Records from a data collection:

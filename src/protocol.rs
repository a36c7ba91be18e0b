// FlowState - Closed-loop entrainment control
// Copyright (c) 2025 David Martin Venti
//
// Dual-licensed under AGPL-3.0 and Commercial License.
// See LICENSE file for details.


//! Wire protocol module
//!
//! Defines the metrics sample exchanged between a metrics source and the
//! controller, the JSON telemetry format the simulated peer emits, and the
//! control messages sent back to it.
//!
//! ## Inbound telemetry
//!
//! ```text
//! {
//!     "timestamp": 1234567890123,
//!     "theta_power": 12.5,
//!     "z_score": -0.8,
//!     "theta_state": "low",
//!     "signal_quality": 85,
//!     "simulated_theta_state": "low"      (optional)
//! }
//! ```
//!
//! The `band_power` / `band_state` / `forced_state` spellings are accepted as
//! well. Messages missing a field, or carrying a field of the wrong type, are
//! rejected with a [`ProtocolError`].

use crate::error::ProtocolError;
use serde::{Deserialize, Serialize};
use std::fmt;

/// Z-score below which the simulated peer labels a sample `low`
pub const LOW_BAND_Z: f64 = -0.5;

/// Z-score above which the simulated peer labels a sample `high`
pub const HIGH_BAND_Z: f64 = 0.5;

/// Coarse classification of band power
#[derive(Debug, Clone, Copy, PartialEq, Eq, Hash, Serialize, Deserialize)]
#[serde(rename_all = "lowercase")]
pub enum BandState {
    /// Below baseline
    Low,
    /// Around baseline
    Normal,
    /// Above baseline
    High,
}

impl BandState {
    /// Classify a z-score using the peer's cut points
    pub fn classify(z_score: f64) -> Self {
        if z_score < LOW_BAND_Z {
            Self::Low
        } else if z_score > HIGH_BAND_Z {
            Self::High
        } else {
            Self::Normal
        }
    }

    /// Wire name
    pub fn as_str(&self) -> &'static str {
        match self {
            Self::Low => "low",
            Self::Normal => "normal",
            Self::High => "high",
        }
    }
}

impl fmt::Display for BandState {
    fn fmt(&self, f: &mut fmt::Formatter<'_>) -> fmt::Result {
        f.write_str(self.as_str())
    }
}

/// One observation emitted by a metrics source
#[derive(Debug, Clone, PartialEq)]
pub struct MetricsSample {
    /// Milliseconds since the Unix epoch
    pub timestamp: u64,
    /// Power of the monitored band (non-negative)
    pub band_power: f64,
    /// Band power normalized against the personal baseline
    pub z_score: f64,
    /// Informational classification
    pub band_state: BandState,
    /// Trustworthiness score in [0, 100]
    pub signal_quality: f64,
    /// Present only when a test peer forces the band state
    pub forced_state: Option<BandState>,
}

impl MetricsSample {
    /// Create a sample, deriving the band state from the z-score
    pub fn new(timestamp: u64, band_power: f64, z_score: f64, signal_quality: f64) -> Self {
        Self {
            timestamp,
            band_power,
            z_score,
            band_state: BandState::classify(z_score),
            signal_quality,
            forced_state: None,
        }
    }

    /// Minimal sample carrying only a timestamp and z-score
    pub fn with_z_score(timestamp: u64, z_score: f64) -> Self {
        Self::new(timestamp, 0.0, z_score, 100.0)
    }

    /// Mark the sample as produced under a forced band state
    pub fn with_forced_state(mut self, state: BandState) -> Self {
        self.forced_state = Some(state);
        self
    }

    /// Parse and validate one inbound telemetry message
    pub fn from_wire(text: &str) -> Result<Self, ProtocolError> {
        let wire: WireSample =
            serde_json::from_str(text).map_err(|e| ProtocolError::Malformed(e.to_string()))?;

        if !wire.timestamp.is_finite() || wire.timestamp < 0.0 || wire.timestamp.fract() != 0.0 {
            return Err(ProtocolError::InvalidField {
                field: "timestamp",
                reason: format!("expected a non-negative integer, got {}", wire.timestamp),
            });
        }

        Ok(Self {
            timestamp: wire.timestamp as u64,
            band_power: wire.band_power,
            z_score: wire.z_score,
            band_state: wire.band_state,
            signal_quality: wire.signal_quality,
            forced_state: wire.forced_state,
        })
    }

    /// Serialize using the peer's native `theta_*` field names
    pub fn to_wire(&self) -> Result<String, ProtocolError> {
        let out = OutboundSample {
            timestamp: self.timestamp,
            theta_power: self.band_power,
            z_score: self.z_score,
            theta_state: self.band_state,
            signal_quality: self.signal_quality,
            simulated_theta_state: self.forced_state,
        };
        serde_json::to_string(&out).map_err(|e| ProtocolError::Serialize(e.to_string()))
    }
}

#[derive(Deserialize)]
struct WireSample {
    timestamp: f64,
    #[serde(alias = "theta_power")]
    band_power: f64,
    z_score: f64,
    #[serde(alias = "theta_state")]
    band_state: BandState,
    signal_quality: f64,
    #[serde(default, alias = "simulated_theta_state")]
    forced_state: Option<BandState>,
}

#[derive(Serialize)]
struct OutboundSample {
    timestamp: u64,
    theta_power: f64,
    z_score: f64,
    theta_state: BandState,
    signal_quality: f64,
    #[serde(skip_serializing_if = "Option::is_none")]
    simulated_theta_state: Option<BandState>,
}

/// Out-of-band control message sent to a simulated peer
#[derive(Debug, Clone, Copy, PartialEq, Eq, Serialize, Deserialize)]
#[serde(tag = "command", rename_all = "snake_case")]
pub enum ControlCommand {
    /// Force the synthetic band state
    SetState {
        /// Target state
        state: BandState,
    },
    /// Return to natural simulation
    ClearState,
}

impl ControlCommand {
    /// Encode as JSON text
    pub fn to_wire(&self) -> Result<String, ProtocolError> {
        serde_json::to_string(self).map_err(|e| ProtocolError::Serialize(e.to_string()))
    }

    /// Decode from JSON text
    pub fn from_wire(text: &str) -> Result<Self, ProtocolError> {
        serde_json::from_str(text).map_err(|e| ProtocolError::Malformed(e.to_string()))
    }
}

#[cfg(test)]
mod tests {
    use super::*;

    const VALID: &str = r#"{"timestamp":1700000000000,"theta_power":12.5,"z_score":-0.8,"theta_state":"low","signal_quality":85}"#;

    #[test]
    fn test_parse_theta_spelling() {
        let sample = MetricsSample::from_wire(VALID).unwrap();
        assert_eq!(sample.timestamp, 1_700_000_000_000);
        assert_eq!(sample.band_power, 12.5);
        assert_eq!(sample.z_score, -0.8);
        assert_eq!(sample.band_state, BandState::Low);
        assert_eq!(sample.signal_quality, 85.0);
        assert_eq!(sample.forced_state, None);
    }

    #[test]
    fn test_parse_band_spelling_with_forced_state() {
        let text = r#"{"timestamp":5,"band_power":1.0,"z_score":0.9,"band_state":"high","signal_quality":70.5,"forced_state":"high"}"#;
        let sample = MetricsSample::from_wire(text).unwrap();
        assert_eq!(sample.band_state, BandState::High);
        assert_eq!(sample.forced_state, Some(BandState::High));
    }

    #[test]
    fn test_parse_simulated_state_alias() {
        let text = r#"{"timestamp":5,"theta_power":1.0,"z_score":0.0,"theta_state":"normal","signal_quality":90,"simulated_theta_state":"low"}"#;
        let sample = MetricsSample::from_wire(text).unwrap();
        assert_eq!(sample.forced_state, Some(BandState::Low));
    }

    #[test]
    fn test_reject_missing_field() {
        let text = r#"{"timestamp":5,"theta_power":1.0,"theta_state":"normal","signal_quality":90}"#;
        assert!(matches!(
            MetricsSample::from_wire(text),
            Err(ProtocolError::Malformed(_))
        ));
    }

    #[test]
    fn test_reject_wrong_type() {
        let text = r#"{"timestamp":"now","theta_power":1.0,"z_score":0.0,"theta_state":"normal","signal_quality":90}"#;
        assert!(MetricsSample::from_wire(text).is_err());

        let text = r#"{"timestamp":5,"theta_power":1.0,"z_score":"-1","theta_state":"normal","signal_quality":90}"#;
        assert!(MetricsSample::from_wire(text).is_err());
    }

    #[test]
    fn test_reject_unknown_band_state() {
        let text = r#"{"timestamp":5,"theta_power":1.0,"z_score":0.0,"theta_state":"medium","signal_quality":90}"#;
        assert!(MetricsSample::from_wire(text).is_err());
    }

    #[test]
    fn test_reject_fractional_timestamp() {
        let text = r#"{"timestamp":5.5,"theta_power":1.0,"z_score":0.0,"theta_state":"normal","signal_quality":90}"#;
        assert!(matches!(
            MetricsSample::from_wire(text),
            Err(ProtocolError::InvalidField { field: "timestamp", .. })
        ));
    }

    #[test]
    fn test_reject_non_json() {
        assert!(MetricsSample::from_wire("not json").is_err());
        assert!(MetricsSample::from_wire("[]").is_err());
    }

    #[test]
    fn test_to_wire_uses_theta_names() {
        let sample = MetricsSample::new(42, 10.0, -1.0, 80.0).with_forced_state(BandState::Low);
        let text = sample.to_wire().unwrap();
        assert!(text.contains("\"theta_power\""));
        assert!(text.contains("\"simulated_theta_state\":\"low\""));
        assert_eq!(MetricsSample::from_wire(&text).unwrap(), sample);
    }

    #[test]
    fn test_band_classification() {
        assert_eq!(BandState::classify(-0.6), BandState::Low);
        assert_eq!(BandState::classify(-0.5), BandState::Normal);
        assert_eq!(BandState::classify(0.5), BandState::Normal);
        assert_eq!(BandState::classify(0.51), BandState::High);
    }

    #[test]
    fn test_control_command_format() {
        let set = ControlCommand::SetState {
            state: BandState::High,
        };
        assert_eq!(
            set.to_wire().unwrap(),
            r#"{"command":"set_state","state":"high"}"#
        );
        assert_eq!(
            ControlCommand::ClearState.to_wire().unwrap(),
            r#"{"command":"clear_state"}"#
        );
        assert_eq!(
            ControlCommand::from_wire(r#"{"command":"clear_state"}"#).unwrap(),
            ControlCommand::ClearState
        );
        assert!(ControlCommand::from_wire(r#"{"command":"reboot"}"#).is_err());
    }
}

* WORK ORDER
Read through the entries and copy every line that includes "baseline".

* WRITTEN SOLUTION
    /// Below baseline
    /// Around baseline
    /// Above baseline
    /// Band power normalized against the personal baseline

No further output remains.